Какова бы ни была аморальность действий португальцев в Индии, их престиж там был, по-видимому, окончательно подорван аморальностью их губернаторов в Европе. Подозрительность от начала и до конца была основой их поведения. "Португальцы скорее предпочитают предать забвению собственные деяния, чем хвалить таковые их соседей", - вот комментарий их самого известного историка. Альбукерке сообщает практически то же самое. "Ведущим мотивом, стимулировавшим усердие на Вашей службе, является взаимное соперничество; такое соперничество могло бы быть достоинством, но на деле мы имеем то, что каждый стремится добиться расположения Вашего Величества к себе, выпячивая промахи и недостатки других; мы радуемся чужим несчастьям и ошибкам, и даже стремимся к тому, чтобы другие совершили ошибки, которые могли бы дать почву для обвинений против них". Каждое возвращавшееся на родину судно везло клеветнические письма, и в хаосе взаимных обвинений невозможно было доподлинно выяснить, кто был прав, а кто виноват.
Даже наиболее вопиющие случаи нарушения долга оставались незамеченными; ни один фидальго не мог быть наказан в Индии, а в Португалии им было одинаково легко как доказать, что обвинение против них было сфабриковано из-за личной вражды, так и опорочить репутацию оппонента, распуская клеветнические слухи за его спиной. Не только сами португальцы потеряли всякий страх перед наказанием за любой проступок, но и туземцы Индии утратили всякое доверие к португальскому правосудию.
Независимо от того, какими были португальцы в Европе, на Востоке ничто не могло исправить их характер или смягчить испорченность нравов. За редким исключением, единственные женщины, с которыми они могли бы общаться, либо занимали низкое положение в обществе и были крайне распущенными, либо же были высокого происхождения, но, деградировав под воздействием обстоятельств, были вынуждены вступать в браки с новыми пришельцами из Европы.
Во второй половине 16 в. вошло в обычай ежегодно отправлять в Индию бедных девушек-сирот благородного происхождения, находившихся под опекой короля Португалии, но прошло много лет, прежде чем за пределами Западных островов можно было бы встретить хотя бы одну добропорядочную португальскую женщину. Жизнь на борту судна была невыносима для любой женщины, имевшей хоть каплю самоуважения, и даже еще во время своего третьего плавания в Индию Васко да Гама приказал публично высечь трех португальских женщин, которые, вопреки его приказам, тайком проникли на корабли.
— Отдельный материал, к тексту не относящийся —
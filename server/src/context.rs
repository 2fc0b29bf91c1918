use std::future::Future;
use std::path::PathBuf;
use std::pin::Pin;
use std::sync::Arc;

use anyhow::{Context, Result};
use xcode_bsp_engine::{
    BackgroundRefreshCoordinator, BuildGraphService, BuildSystemState, RefreshAction,
    RefreshTrigger,
};
use xcode_bsp_rpc::MessageWriter;
use xcode_bsp_store::ArgumentStore;

use crate::emitter::PendingNotificationsEmitter;
use crate::watch::WatchFilter;

/// Everything a handler may touch, shared across message tasks.
pub struct ServerContext {
    pub cache_dir: PathBuf,
    pub graph: Arc<BuildGraphService>,
    pub state: Arc<BuildSystemState>,
    pub store: Arc<dyn ArgumentStore>,
    pub refresh: Arc<dyn RefreshTrigger>,
    pub emitter: Arc<PendingNotificationsEmitter>,
    pub writer: Arc<MessageWriter>,
    pub watch_filter: WatchFilter,
}

#[derive(Debug, Clone, Default)]
pub struct ServerOptions {
    pub cache_dir: PathBuf,
    /// Send `build/sourceKitOptionsChanged` for registered documents.
    pub source_kit_options_changed: bool,
}

impl ServerContext {
    pub fn new(
        graph: Arc<BuildGraphService>,
        store: Arc<dyn ArgumentStore>,
        writer: Arc<MessageWriter>,
        options: ServerOptions,
    ) -> Result<Self> {
        let state = Arc::new(BuildSystemState::new());
        let emitter = Arc::new(PendingNotificationsEmitter::new(
            Arc::clone(&writer),
            Arc::clone(&state),
            options.source_kit_options_changed,
        ));
        let refresh = Arc::new(BackgroundRefreshCoordinator::new(
            Arc::clone(&state),
            background_refresh(Arc::clone(&graph), Arc::clone(&state), Arc::clone(&emitter)),
        ));

        Ok(Self {
            cache_dir: options.cache_dir,
            graph,
            state,
            store,
            refresh,
            emitter,
            writer,
            watch_filter: WatchFilter::new().context("Failed to build watched file filter")?,
        })
    }

    /// Replace the background refresh trigger.
    #[must_use]
    pub fn with_refresh_trigger(mut self, refresh: Arc<dyn RefreshTrigger>) -> Self {
        self.refresh = refresh;
        self
    }
}

/// Uncached refresh followed by notifications.
///
/// The coordinator holds the update depth for the whole action, so idle waiters are
/// answered after the notifications go out.
fn background_refresh(
    graph: Arc<BuildGraphService>,
    state: Arc<BuildSystemState>,
    emitter: Arc<PendingNotificationsEmitter>,
) -> RefreshAction {
    Arc::new(
        move |reason: String| -> Pin<Box<dyn Future<Output = ()> + Send>> {
            let graph = Arc::clone(&graph);
            let state = Arc::clone(&state);
            let emitter = Arc::clone(&emitter);
            Box::pin(async move {
                match graph.refresh(false).await {
                    Ok(refresh) => state.record_refresh_changes(&refresh),
                    Err(err) => {
                        tracing::warn!("Background refresh failed (reason={reason}): {err:#}");
                    }
                }

                if let Err(err) = emitter.emit().await {
                    tracing::warn!("Failed to send pending notifications: {err:#}");
                }
            })
        },
    )
}
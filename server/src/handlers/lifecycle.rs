use std::path::Path;

use anyhow::Result;
use xcode_bsp_types::bsp::{FileSystemWatcher, InitializeBuildResult, SourceKitInitializeData};
use xcode_bsp_utils::sha256_hex;

use crate::context::ServerContext;
use crate::watch::WATCHED_GLOBS;

pub(super) async fn initialize(ctx: &ServerContext) -> Result<InitializeBuildResult> {
    let snapshot = ctx.graph.snapshot().await?;
    let index_store_path = snapshot.index_store_path.clone();
    let index_database_path = index_store_path
        .as_deref()
        .map(|store| index_database_path(&ctx.cache_dir, store));
    tracing::debug!(
        "initialize: index store {}, index database {}",
        index_store_path.as_deref().unwrap_or("none"),
        index_database_path.as_deref().unwrap_or("none"),
    );

    Ok(InitializeBuildResult::new(SourceKitInitializeData {
        index_database_path,
        index_store_path,
        watches: WATCHED_GLOBS
            .iter()
            .map(|pattern| FileSystemWatcher {
                glob_pattern: (*pattern).to_string(),
            })
            .collect(),
        prepare_provider: true,
        source_kit_options_provider: true,
        wait_for_build_system_updates_provider: true,
    }))
}

/// `<cache_dir>/indexDatabase-<sha256(index store path)>`
fn index_database_path(cache_dir: &Path, index_store_path: &str) -> String {
    cache_dir
        .join(format!("indexDatabase-{}", sha256_hex(index_store_path)))
        .to_string_lossy()
        .into_owned()
}

pub(super) fn shutdown(ctx: &ServerContext) {
    tracing::info!("shutdown requested");
    ctx.state.mark_shutdown_received();
}

/// 0 after a `build/shutdown`, 1 otherwise.
#[must_use]
pub fn exit_code(ctx: &ServerContext) -> i32 {
    i32::from(!ctx.state.has_received_shutdown())
}
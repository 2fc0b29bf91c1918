use serde::{Deserialize, Serialize};

/// Compiler invocation for one source file.
///
/// Derived from `xcodebuild` output once per snapshot generation; equality is structural
/// so snapshots can be diffed file by file.
#[derive(Debug, Clone, PartialEq, Eq, Serialize, Deserialize)]
#[serde(rename_all = "camelCase")]
pub struct CompilerOptions {
    pub options: Vec<String>,
    #[serde(skip_serializing_if = "Option::is_none")]
    pub working_directory: Option<String>,
}

impl CompilerOptions {
    #[must_use]
    pub fn new(options: Vec<String>, working_directory: Option<String>) -> Self {
        Self {
            options,
            working_directory,
        }
    }

    /// Build options from an argument list, extracting `-working-directory`.
    #[must_use]
    pub fn from_arguments(options: Vec<String>) -> Self {
        let working_directory = working_directory(&options);
        Self {
            options,
            working_directory,
        }
    }
}

/// Value of the first `-working-directory <dir>` or `-working-directory=<dir>` argument.
#[must_use]
pub fn working_directory(arguments: &[String]) -> Option<String> {
    let mut iter = arguments.iter().peekable();
    while let Some(argument) = iter.next() {
        if argument == "-working-directory" {
            if let Some(value) = iter.peek() {
                return Some((*value).clone());
            }
        } else if let Some(value) = argument.strip_prefix("-working-directory=") {
            return Some(value.to_string());
        }
    }
    None
}
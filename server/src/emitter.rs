//! Announces accumulated refresh changes to the client.

use std::sync::Arc;

use anyhow::Result;
use xcode_bsp_engine::{BuildSystemState, normalize_path, resolve_symlinks};
use xcode_bsp_rpc::{MessageWriter, Notification, file_uri_to_path};
use xcode_bsp_types::bsp::{
    BuildTargetEvent, BuildTargetEventKind, DidChangeBuildTargetParams,
    SourceKitOptionsChangedParams, TargetIdentifier, UpdatedOptions,
};

pub const DID_CHANGE_BUILD_TARGET: &str = "buildTarget/didChange";
pub const SOURCE_KIT_OPTIONS_CHANGED: &str = "build/sourceKitOptionsChanged";

pub struct PendingNotificationsEmitter {
    writer: Arc<MessageWriter>,
    state: Arc<BuildSystemState>,
    source_kit_options_changed: bool,
}

impl PendingNotificationsEmitter {
    pub fn new(
        writer: Arc<MessageWriter>,
        state: Arc<BuildSystemState>,
        source_kit_options_changed: bool,
    ) -> Self {
        Self {
            writer,
            state,
            source_kit_options_changed,
        }
    }

    /// Drain pending changes and send the matching notifications.
    ///
    /// `buildTarget/didChange` goes out for any changed target. Per-document
    /// `build/sourceKitOptionsChanged` is only sent when enabled and only for
    /// registered `file://` documents whose options changed.
    pub async fn emit(&self) -> Result<()> {
        let pending = self.state.drain_pending_changes();

        if !pending.changed_target_uris.is_empty() {
            let changes = pending
                .changed_target_uris
                .iter()
                .map(|uri| BuildTargetEvent {
                    target: TargetIdentifier::new(uri.as_str()),
                    kind: BuildTargetEventKind::Changed,
                })
                .collect();
            tracing::debug!(
                "sending {DID_CHANGE_BUILD_TARGET} for {} targets",
                pending.changed_target_uris.len()
            );
            self.writer
                .send(&Notification::new(
                    DID_CHANGE_BUILD_TARGET,
                    Some(DidChangeBuildTargetParams { changes }),
                ))
                .await?;
        }

        if !self.source_kit_options_changed || !self.state.has_registered_documents() {
            return Ok(());
        }

        for uri in self.state.registered_document_uris() {
            let Some(path) = file_uri_to_path(&uri) else {
                continue;
            };
            let path = normalize_path(&path.to_string_lossy());
            let options = pending
                .changed_options_by_file_path
                .get(&path)
                .or_else(|| {
                    pending
                        .changed_options_by_file_path
                        .get(&resolve_symlinks(&path))
                });
            let Some(options) = options else {
                continue;
            };

            self.writer
                .send(&Notification::new(
                    SOURCE_KIT_OPTIONS_CHANGED,
                    Some(SourceKitOptionsChangedParams {
                        uri,
                        updated_options: UpdatedOptions {
                            options: options.options.clone(),
                            working_directory: options.working_directory.clone(),
                        },
                    }),
                ))
                .await?;
        }
        Ok(())
    }
}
Когда Жорже Кабрал, губернатор Индии в 1549-50 гг., взял с собой в колонии свою жену, знатную португальскую даму, это было отмечено как прецедент.
Ранние путешественники устранили весь страх перед сверхъестественным, и теперь, когда жажду обогащения могли бы перевесить только вполне реальная опасность потерпеть кораблекрушение и материальные неудобства убогой и грязной жизни на борту судна во время плавания, путешествие на Восток стало вполне обыденным делом. То же самое можно сказать и о врагах, с которыми португальцы столкнулись на суше.
Дуарте Пашеку и Альбукерке показали, в какой мере вооружение и организация европейцев превосходили таковые в страна Востока, и вслед за тем продемонстрировали, что сражения требовали определенного напряжения сил, но при правильном руководстве боем почти не представляли опасности.